The Baby, Feminine & Family Care segment has been another significant driver, accounting for 25% of total revenue and 23% of net earnings in 2022. In the baby care segment, with the Pampers brand leading the way, Procter & Gamble dominates the global market with a share exceeding 20%. In the feminine care arena, the Always and Tampax brands command a substantial 25% of the global market. The company's influence is also evident in the adult incontinence segment, where Always Discreet enjoys a market share of over 10% in its main markets. Not to be overlooked, the family care business, anchored by Bounty and Charmin, though primarily centered in North America, boasts impressive market shares of over 40% and 25% respectively.

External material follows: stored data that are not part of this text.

use std::sync::Arc;
use std::sync::atomic::{AtomicUsize, Ordering};

use crate::test::fixtures::{CpuSubtract, Scale, Subtract, default_backend, f32_buffer, f32_zeros};
use crate::{
    ArgKind, ArgumentContext, Buffer, Direction, Error, GBuffer, GOpaque, GScalar, GSequence, KernelApi, KernelFn,
    KernelImpl, KernelSignature, OpaqueRef, Scalar, SequenceRef,
};

#[test]
fn test_inputs_are_positional() {
    let a = f32_buffer(&[3], &[10.0, 20.0, 30.0]);
    let b = f32_buffer(&[3], &[1.0, 2.0, 3.0]);
    let mut dst = f32_zeros(&[3]);

    let handle = CpuSubtract::kernel(&default_backend());
    let mut ctx = ArgumentContext::new().with_input(&a).with_input(&b).with_output(0, &mut dst);
    handle.apply(&mut ctx).unwrap();
    drop(ctx);

    assert_eq!(dst.to_vec::<f32>().unwrap(), vec![9.0, 18.0, 27.0]);
}

#[test]
fn test_arity_mismatch_checked_before_arguments() {
    let src = f32_buffer(&[2], &[1.0, 2.0]);
    let mut dst = f32_buffer(&[2], &[7.0, 7.0]);
    let calls = Arc::new(AtomicUsize::new(0));
    let counter = Arc::clone(&calls);
    let kernel = move |_: &Buffer, _: &Scalar, _: &mut Buffer| {
        counter.fetch_add(1, Ordering::Relaxed);
    };

    // Missing the scalar input.
    let mut ctx = ArgumentContext::new().with_input(&src).with_output(0, &mut dst);
    let err = KernelFn::<(GBuffer, GScalar), (GBuffer,)>::dispatch(&kernel, &mut ctx, true).unwrap_err();
    drop(ctx);

    assert!(matches!(
        err,
        Error::ArityMismatch { expected_inputs: 2, actual_inputs: 1, expected_outputs: 1, actual_outputs: 1 }
    ));
    assert_eq!(calls.load(Ordering::Relaxed), 0);
    assert_eq!(dst.to_vec::<f32>().unwrap(), vec![7.0, 7.0]);
}

#[test]
fn test_extra_output_is_arity_mismatch() {
    let src = f32_zeros(&[1]);
    let mut dst = f32_zeros(&[1]);
    let mut extra = Scalar::default();
    let kernel = |_: &Buffer, _: &mut Buffer| {};

    let mut ctx = ArgumentContext::new().with_input(&src).with_output(0, &mut dst).with_output(1, &mut extra);
    let err = KernelFn::<(GBuffer,), (GBuffer,)>::dispatch(&kernel, &mut ctx, true).unwrap_err();

    assert!(matches!(err, Error::ArityMismatch { expected_outputs: 1, actual_outputs: 2, .. }));
}

#[test]
fn test_buffer_where_scalar_declared() {
    let src = f32_zeros(&[1]);
    let not_a_scalar = f32_zeros(&[1]);
    let mut dst = f32_zeros(&[1]);

    let handle = crate::test::fixtures::CpuScale::kernel(&default_backend());
    let mut ctx = ArgumentContext::new().with_input(&src).with_input(&not_a_scalar).with_output(0, &mut dst);
    let err = handle.apply(&mut ctx).unwrap_err();

    assert!(matches!(err, Error::Kernel { ref id, .. } if id == Scale::ID));
    assert!(matches!(
        err.root(),
        Error::TypeMismatch { direction: Direction::Input, index: 1, expected: "scalar", actual: "buffer" }
    ));
}

#[test]
fn test_outputs_follow_inputs_in_declared_order() {
    let src = f32_buffer(&[4], &[1.0, 2.0, 3.0, 4.0]);
    let mut total = Scalar::default();
    let mut doubled = SequenceRef::empty::<f32>();
    let mut count = OpaqueRef::new(0usize);
    let kernel = |src: &Buffer, total: &mut Scalar, doubled: &mut Vec<f32>, count: &mut usize| -> crate::Result<()> {
        let data = src.as_slice::<f32>()?;
        total[0] = data.iter().map(|v| f64::from(*v)).sum();
        doubled.extend(data.iter().map(|v| v * 2.0));
        *count = data.len();
        Ok(())
    };

    let mut ctx = ArgumentContext::new()
        .with_input(&src)
        .with_output(0, &mut total)
        .with_output(1, &mut doubled)
        .with_output(2, &mut count);
    KernelFn::<(GBuffer,), (GScalar, GSequence<f32>, GOpaque<usize>)>::dispatch(&kernel, &mut ctx, true).unwrap();
    drop(ctx);

    assert_eq!(total[0], 10.0);
    assert_eq!(doubled.into_inner::<f32>().unwrap(), vec![2.0, 4.0, 6.0, 8.0]);
    assert_eq!(count.into_inner::<usize>().unwrap(), 4);
}

#[test]
fn test_zero_argument_kernel() {
    let kernel = || {};
    let mut ctx = ArgumentContext::new();

    assert!(KernelFn::<(), ()>::dispatch(&kernel, &mut ctx, true).is_ok());
}

#[test]
fn test_kernel_error_propagates() {
    let src = crate::Buffer::filled(&[2], 1i32);
    let mut dst = f32_zeros(&[2]);
    let handle = CpuSubtract::kernel(&default_backend());

    let mut ctx = ArgumentContext::new().with_input(&src).with_input(&src).with_output(0, &mut dst);
    let err = handle.apply(&mut ctx).unwrap_err();

    assert!(matches!(err.root(), Error::Device { .. }));
}

#[test]
fn test_signature_of_api() {
    let signature = Subtract::signature();

    assert_eq!(signature.inputs.as_slice(), &[ArgKind::Buffer, ArgKind::Buffer]);
    assert_eq!(signature.outputs.as_slice(), &[ArgKind::Buffer]);
    assert_eq!(signature.to_string(), "(buffer, buffer) -> (buffer)");
    assert_eq!(
        KernelSignature::of::<(GSequence<GBuffer>, i32), (GOpaque<GScalar>,)>().to_string(),
        "(sequence, value) -> (opaque)"
    );
}

#[test]
fn test_failed_dispatch_keeps_outputs_bound() {
    let src = f32_zeros(&[2]);
    let mut dst = f32_buffer(&[2], &[5.0, 6.0]);
    let mut not_a_scalar = SequenceRef::empty::<f32>();
    let calls = Arc::new(AtomicUsize::new(0));
    let counter = Arc::clone(&calls);
    let kernel = move |_: &Buffer, _: &mut Buffer, _: &mut Scalar| {
        counter.fetch_add(1, Ordering::Relaxed);
    };

    let mut ctx = ArgumentContext::new().with_input(&src).with_output(0, &mut dst).with_output(1, &mut not_a_scalar);
    let err = KernelFn::<(GBuffer,), (GBuffer, GScalar)>::dispatch(&kernel, &mut ctx, true).unwrap_err();

    assert!(matches!(err, Error::TypeMismatch { direction: Direction::Output, index: 1, expected: "scalar", .. }));
    assert_eq!(calls.load(Ordering::Relaxed), 0);
    assert_eq!(ctx.output_count(), 2);
    assert_eq!(ctx.out_buffer(0).unwrap().to_vec::<f32>().unwrap(), vec![5.0, 6.0]);
    assert!(ctx.out_sequence::<f32>(1).is_ok());
}

#[test]
fn test_successful_dispatch_keeps_outputs_bound() {
    let a = f32_buffer(&[2], &[4.0, 4.0]);
    let b = f32_buffer(&[2], &[1.0, 3.0]);
    let mut dst = f32_zeros(&[2]);
    let handle = CpuSubtract::kernel(&default_backend());

    let mut ctx = ArgumentContext::new().with_input(&a).with_input(&b).with_output(0, &mut dst);
    handle.apply(&mut ctx).unwrap();

    assert_eq!(ctx.output_count(), 1);
    assert_eq!(ctx.out_buffer(0).unwrap().to_vec::<f32>().unwrap(), vec![3.0, 1.0]);
    handle.apply(&mut ctx).unwrap();
}

#[test]
fn test_output_bound_past_declared_range() {
    let src = f32_zeros(&[1]);
    let mut dst = f32_zeros(&[1]);
    let kernel = |_: &Buffer, _: &mut Buffer| {};

    let mut ctx = ArgumentContext::new().with_input(&src).with_output(3, &mut dst);
    let err = KernelFn::<(GBuffer,), (GBuffer,)>::dispatch(&kernel, &mut ctx, true).unwrap_err();

    assert!(matches!(err, Error::IndexOutOfRange { direction: Direction::Output, index: 0, len: 1 }));
    assert!(ctx.outputs().contains(3));
}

Two decades of steady revenue and income growth

Since 2002, Procter & Gamble has consistently demonstrated growth in both revenue and operating income. The company's revenue escalated from $40.24 billion in 2002 to $82 billion in 2022, reflecting a compounded annual growth rate of 3.62%. Meanwhile, its operating income rose from $7.7 billion to over $19 billion during the same timeframe, achieving a CAGR of 4.6%. This relatively steeper growth in earnings as compared to revenue indicates enhanced margins and streamlined expenses over the years, leading to a bolstered operating margin for the company. The operating margin, despite some variations, improved from 19.15% to 23.24%.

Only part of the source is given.